Is there any recommended way to handle this? E.g., should I simply ignore CMD check warnings in this case? Or should I put the data sets in a custom directory, e.g. _data/, which will only generate a note as opposed to a warning? Or maybe put every non-standard directories/files below inst/?
2:
I use the DESCRIPTION Imports field to specify the required packages both for the analyses and helper functions. Some of these packages are only required to run the analyses or render the manuscript. Having packages not used in files below R/ also generates a R CMD Check note which I should probably just ignore.
But out of curiosity, is it preferable to use Imports only for packages helper functions depend on, and renv for the rest? Or keep everything in Imports and use renv on top of it?
Note that I'll most likely rely on devtools::load_all() rather than install and load the project as an actual package to use helper functions.
I would recommend adding any non-package file or directory to .Rbuildignore. This will exclude them from the R package tarball, and thus R CMD check will never see them. From Writing R Extensions:
To exclude files from being put into the package, one can specify a list of exclude patterns in file .Rbuildignore in the top-level source directory. These patterns should be Perl-like regular expressions (see the help for regexp in R for the precise details), one per line, to be matched case-insensitively against the file and directory names relative to the top-level package source directory.
If you are unfamiliar with the regular expression syntax required for this file, you can use the convenience function usethis::use_build_ignore(), which will automatically apply the correct syntax.
I would recommend putting all the packages required for the analysis but not for the R functions in Suggests. This should remove the R CMD check warnings but also make it convenient for you and others to install the required packages to run the analyses. For example, if you run pak::pak() inside a package, it will also install all the packages in Suggests.
Though to clarify, if you are using {renv}, I think you should use that for all your dependencies. The benefit of also including the packages in DESCRIPTION is 1) to document which functions are needed for the package functions (and to help R CMD check alert you about any real problems), and 2) to allow another user to install the required dependencies if they would prefer not to use {renv}.
That's great! I've never really dug into .Rbuildignore and how it actually works but that's super useful.

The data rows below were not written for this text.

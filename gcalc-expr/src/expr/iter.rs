use super::Expr;

/// An iterator that iteratively traverses the tree of expressions in left-to-right post-order
/// (i.e. depth-first).
///
/// This iterator is created by [`Expr::post_order_iter`].
pub struct ExprIter<'a> {
    stack: Vec<&'a Expr>,
    last_visited: Option<&'a Expr>,
}

impl<'a> ExprIter<'a> {
    /// Creates a new iterator that traverses the tree of expressions in left-to-right post-order
    /// (i.e. depth-first).
    pub fn new(expr: &'a Expr) -> Self {
        Self {
            stack: vec![expr],
            last_visited: None,
        }
    }

    /// Pops the current expression in the stack and marks it as the last visited expression.
    fn visit(&mut self) -> Option<&'a Expr> {
        self.last_visited = Some(self.stack.pop()?);
        self.last_visited
    }

    /// Returns true if the given expression matches the last visited expression.
    fn is_last_visited(&self, expr: &'a Expr) -> bool {
        match self.last_visited {
            Some(last_visited) => std::ptr::eq(last_visited, expr),
            None => false,
        }
    }
}

impl<'a> Iterator for ExprIter<'a> {
    type Item = &'a Expr;

    fn next(&mut self) -> Option<Self::Item> {
        loop {
            let expr = *self.stack.last()?;
            match expr {
                Expr::Literal(_) | Expr::Variable => return self.visit(),
                Expr::Sum { lhs, rhs, .. }
                | Expr::Product { lhs, rhs, .. }
                | Expr::Power { base: lhs, exp: rhs } => {
                    if self.is_last_visited(rhs) {
                        return self.visit();
                    }
                    self.stack.push(rhs);
                    self.stack.push(lhs);
                },
                Expr::Log(inner) | Expr::Paren(inner) => {
                    if self.is_last_visited(inner) {
                        return self.visit();
                    }
                    self.stack.push(inner);
                },
            }
        }
    }
}
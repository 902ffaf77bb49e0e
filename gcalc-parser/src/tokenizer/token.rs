use logos::Logos;
use std::ops::Range;

/// The different kinds of tokens that can be produced by the tokenizer.
#[derive(Logos, Clone, Copy, Debug, PartialEq)]
pub enum TokenKind {
    #[regex(r"[ \t\n\r\f]+")]
    Whitespace,

    #[token("+")]
    Add,

    #[token("-")]
    Sub,

    #[token("*")]
    Mul,

    #[token("/")]
    Div,

    #[token("^")]
    Exp,

    #[token("(")]
    OpenParen,

    #[token(")")]
    CloseParen,

    #[token("log")]
    Log,

    #[token("x")]
    Var,

    /// A decimal floating-point number, such as `4.`, `.5`, `-1.5e3`, or `2f`.
    #[regex(r"[+-]?([0-9]+(\.[0-9]*)?|\.[0-9]+)([eE][+-]?[0-9]+)?[fFdD]?")]
    Float,

    /// A hexadecimal floating-point number with a binary exponent, such as `0x1.8p1`.
    #[regex(r"[+-]?0[xX]([0-9a-fA-F]+\.?|[0-9a-fA-F]*\.[0-9a-fA-F]+)[pP][+-]?[0-9]+[fFdD]?")]
    HexFloat,

    #[regex(r".", priority = 0)]
    Symbol,
}

impl TokenKind {
    /// Returns true if the token represents whitespace.
    pub fn is_whitespace(self) -> bool {
        matches!(self, TokenKind::Whitespace)
    }

    /// Returns true if the token is one of the binary operators `+ - * / ^`.
    pub fn is_binary_op(self) -> bool {
        matches!(
            self,
            TokenKind::Add | TokenKind::Sub | TokenKind::Mul | TokenKind::Div | TokenKind::Exp
        )
    }
}

/// A token produced by the tokenizer.
#[derive(Debug, Clone, PartialEq)]
pub struct Token<'source> {
    /// The region of the source code that this token originated from.
    pub span: Range<usize>,

    /// The kind of token.
    pub kind: TokenKind,

    /// The raw lexeme that was parsed into this token.
    pub lexeme: &'source str,
}

impl Token<'_> {
    /// Returns true if the token represents whitespace.
    pub fn is_whitespace(&self) -> bool {
        self.kind.is_whitespace()
    }
}
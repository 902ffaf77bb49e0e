//! The primary production of the grammar: `P ::= '(' S ')' | L | V`.

use gcalc_expr::Expr;
use super::{literal::{parse_literal, parse_variable}, Parser, Rule};

impl Parser<'_> {
    /// Parses `'(' S ')'`, returning the inner expression.
    ///
    /// Ignoring surrounding whitespace, `s` must start with `(`, end with `)`, and contain at
    /// least one character between them. Exactly one pair of parentheses is stripped before the
    /// inside is parsed.
    pub(crate) fn parse_paren_inner(&self, s: &str) -> Option<Expr> {
        let inner = s.trim().strip_prefix('(')?.strip_suffix(')')?;
        if inner.is_empty() {
            return None;
        }
        self.parse_rule(Rule::Start, inner)
    }

    /// Parses `P ::= '(' S ')' | L | V`.
    pub(crate) fn parse_primary(&self, s: &str) -> Option<Expr> {
        if let Some(inner) = self.parse_paren_inner(s) {
            Some(Expr::paren(inner))
        } else if let Some(value) = parse_literal(s) {
            Some(Expr::literal(value))
        } else if parse_variable(s) {
            Some(Expr::Variable)
        } else {
            None
        }
    }
}
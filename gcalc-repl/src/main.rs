mod cli;

use clap::Parser as _;
use cli::{init_logging, Args};
use gcalc_expr::Expr;
use gcalc_parser::parse;
use log::{debug, info};
use rustyline::{error::ReadlineError, DefaultEditor};
use std::{io::{self, BufRead, IsTerminal, Write}, process::ExitCode};

/// Writes everything requested by `args` about a successfully parsed expression.
fn print_expr(expr: &Expr, args: &Args, out: &mut impl Write) -> io::Result<()> {
    writeln!(out, "{}", expr)?;
    if args.tree {
        write!(out, "{}", expr.render(0))?;
    }
    for &x in &args.at {
        writeln!(out, "f({}) = {}", x, expr.evaluate(x))?;
    }

    if args.derivative {
        match expr.differentiate() {
            Ok(derivative) => {
                writeln!(out, "f'(x) = {}", derivative)?;
                if args.tree {
                    write!(out, "{}", derivative.render(0))?;
                }
                for &x in &args.at {
                    writeln!(out, "f'({}) = {}", x, derivative.evaluate(x))?;
                }
            },
            Err(_) => writeln!(out, "f'(x) is undefined")?,
        }
    }

    Ok(())
}

/// Parses the given input and prints the results, or reports the parse failure to stderr.
/// Returns `true` if the input parsed.
fn process(input: &str, args: &Args) -> bool {
    match parse(input) {
        Ok(expr) => {
            debug!("`{}` parsed into {} nodes", input, expr.node_count());
            if let Err(err) = print_expr(&expr, args, &mut io::stdout().lock()) {
                eprintln!("{}", err);
            }
            true
        },
        Err(err) => {
            if let Err(err) = err.report_to_stderr("input") {
                eprintln!("{}", err);
            }
            false
        },
    }
}

/// Processes each non-blank line of stdin. Returns `true` if every line parsed.
fn process_stdin(args: &Args) -> io::Result<bool> {
    let mut all_ok = true;
    for line in io::stdin().lock().lines() {
        let line = line?;
        if line.trim().is_empty() {
            continue;
        }
        all_ok &= process(&line, args);
    }
    Ok(all_ok)
}

/// Runs the interactive loop until the user exits.
fn repl(args: &Args) -> Result<(), ReadlineError> {
    let mut rl = DefaultEditor::new()?;

    fn process_line(rl: &mut DefaultEditor, args: &Args) -> Result<(), ReadlineError> {
        let input = rl.readline("> ")?;
        if input.trim().is_empty() {
            return Ok(());
        }

        rl.add_history_entry(&input)?;

        process(&input, args);
        Ok(())
    }

    loop {
        if let Err(err) = process_line(&mut rl, args) {
            return match err {
                ReadlineError::Eof | ReadlineError::Interrupted => Ok(()),
                err => Err(err),
            };
        }
    }
}

fn main() -> ExitCode {
    let args = Args::parse();
    init_logging(args.log_level);

    let ok = if let Some(expr) = &args.expr {
        process(expr, &args)
    } else if !io::stdin().is_terminal() {
        info!("reading expressions from stdin");
        process_stdin(&args).unwrap_or_else(|err| {
            eprintln!("{}", err);
            false
        })
    } else {
        repl(&args).map_err(|err| eprintln!("{}", err)).is_ok()
    };

    if ok {
        ExitCode::SUCCESS
    } else {
        ExitCode::FAILURE
    }
}
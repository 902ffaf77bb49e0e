use crate::expr::Expr;

impl Expr {
    /// Evaluates the expression with the variable `x` set to the given value.
    ///
    /// Evaluation never fails. Numeric edge cases follow IEEE-754 arithmetic: dividing by zero
    /// produces a signed infinity (or `NaN` for `0 / 0`), the logarithm of a non-positive number is
    /// `NaN` (or `-inf` for zero), and a negative base raised to a fractional power is `NaN`.
    pub fn evaluate(&self, x: f64) -> f64 {
        match self {
            Self::Literal(value) => *value,
            Self::Variable => x,
            Self::Sum { lhs, op, rhs } => op.apply(lhs.evaluate(x), rhs.evaluate(x)),
            Self::Product { lhs, op, rhs } => op.apply(lhs.evaluate(x), rhs.evaluate(x)),
            Self::Power { base, exp } => base.evaluate(x).powf(exp.evaluate(x)),
            Self::Log(arg) => arg.evaluate(x).ln(),
            Self::Paren(inner) => inner.evaluate(x),
        }
    }
}

#[cfg(test)]
mod tests {
    use assert_float_eq::*;
    use crate::expr::{ProductOp, SumOp};
    use super::*;

    #[test]
    fn arithmetic() {
        // (10 * 2 + 12) - 4
        let expr = Expr::sum(
            Expr::sum(
                Expr::product(Expr::literal(10.0), ProductOp::Mul, Expr::literal(2.0)),
                SumOp::Add,
                Expr::literal(12.0),
            ),
            SumOp::Sub,
            Expr::literal(4.0),
        );

        for x in [-3.0, 0.0, 7.5] {
            assert_eq!(expr.evaluate(x), 28.0);
        }
    }

    #[test]
    fn variable_and_paren() {
        let expr = Expr::paren(Expr::product(Expr::Variable, ProductOp::Div, Expr::literal(4.0)));
        assert_eq!(expr.evaluate(2.0), 0.5);
    }

    #[test]
    fn natural_log() {
        let expr = Expr::log(Expr::Variable);
        assert_float_absolute_eq!(expr.evaluate(std::f64::consts::E), 1.0, 1e-12);
    }

    #[test]
    fn power() {
        let expr = Expr::power(Expr::literal(2.0), Expr::Variable);
        assert_float_absolute_eq!(expr.evaluate(10.0), 1024.0, 1e-9);
    }

    #[test]
    fn division_by_zero() {
        let expr = Expr::product(Expr::literal(1.0), ProductOp::Div, Expr::Variable);
        assert_eq!(expr.evaluate(0.0), f64::INFINITY);
        assert_eq!(expr.evaluate(-0.0), f64::NEG_INFINITY);

        let zero_over_zero = Expr::product(Expr::Variable, ProductOp::Div, Expr::Variable);
        assert!(zero_over_zero.evaluate(0.0).is_nan());
    }

    #[test]
    fn invalid_domains_are_nan() {
        assert!(Expr::log(Expr::Variable).evaluate(-1.0).is_nan());
        assert_eq!(Expr::log(Expr::Variable).evaluate(0.0), f64::NEG_INFINITY);

        let root = Expr::power(Expr::Variable, Expr::literal(0.5));
        assert!(root.evaluate(-4.0).is_nan());
    }
}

That's the part I'm struggling with the most. Currently I have tidyverse in Depends (that's a recommendation I read — can't remember where sadly — from the developers, or at least an okay thing to do, when using a research compendium). What I need for helpers and to reproduce the crucial part of the research, e.g. analyses/results is in Imports. I defined the rest in Suggests. I guess I'll have to experiment and see what works best for me.
I like what you suggest though and it's probably what makes the most sense so I'll definitely give it a try.